Sens. Richard Burr (R-NC) and Catherine Cortez Masto (D-NV) used the Obama administration's Smart City Challenge as a model for their bill, which would award two large and midsize cities up to $80 million annually and two rural and regional areas up to $20 million each year. The measure would also make grant applicants eligible for other federal programs that fund innovative transit projects.
The bill is meant to promote the creation of novel transit systems like that of Smart City Challenge winner Columbus, OH, which won $40 million to link a rapid bus service hub to a retail district via autonomous electric shuttles.

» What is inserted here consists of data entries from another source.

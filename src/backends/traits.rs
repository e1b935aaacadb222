use async_trait::async_trait;

use super::external_streams::{ExternalStream, ResolveResponse};
use crate::models::ContentId;
use crate::utils::StreamResult;

/// Read-only access to the external stream resolution service.
#[async_trait]
pub trait StreamResolver: Send + Sync + std::fmt::Debug {
    /// Candidate streams currently offered for `content_id`, in server order.
    async fn list_streams(&self, content_id: &ContentId) -> StreamResult<Vec<ExternalStream>>;

    /// Resolve the candidate at `index` of the most recent listing into a playable URL.
    /// The index is passed through untouched; its meaning belongs to the server.
    async fn resolve_stream(
        &self,
        content_id: &ContentId,
        index: usize,
    ) -> StreamResult<ResolveResponse>;
}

Columbus officials hit on the core of the Smart City Challenge's goals, which center around improving economic opportunity for its residents, according to the U.S. Department of Transportation. Smart City organizers say cities are grappling with specific challenges when it comes to upgrading their transportation, including making sure all residents can benefit from it and reducing carbon emissions.
The jury is still out, however, as to how one of the most popular emerging transportation technologies — connected and autonomous vehicles (CAVs) — will impact the environment.
CAV technology could encourage those who don't currently drive to hit the road, resulting in an increase in total miles traveled. Ride-sharing could reduce the related carbon emissions to some extent, says the nonpartisan policy group the Center for American Progress. Once an adequate number of CAVs are on the road, communities can begin to reap the benefits of streamlined travel. However, highways are in for more congestion at first as autonomous vehicles add to, rather than displace, vehicles currently in use.
Several states have already rolled out their own CAV testing and regulations. For example, Florida is building a 400-acre test track where it will try out new high-speed toll technology and vehicle-to-vehicle and vehicle-to-infrastructure communication. A Tampa, FL, pilot program will see about 1,600 private vehicles, 10 city buses and 10 streetcars testing out connected vehicle technology.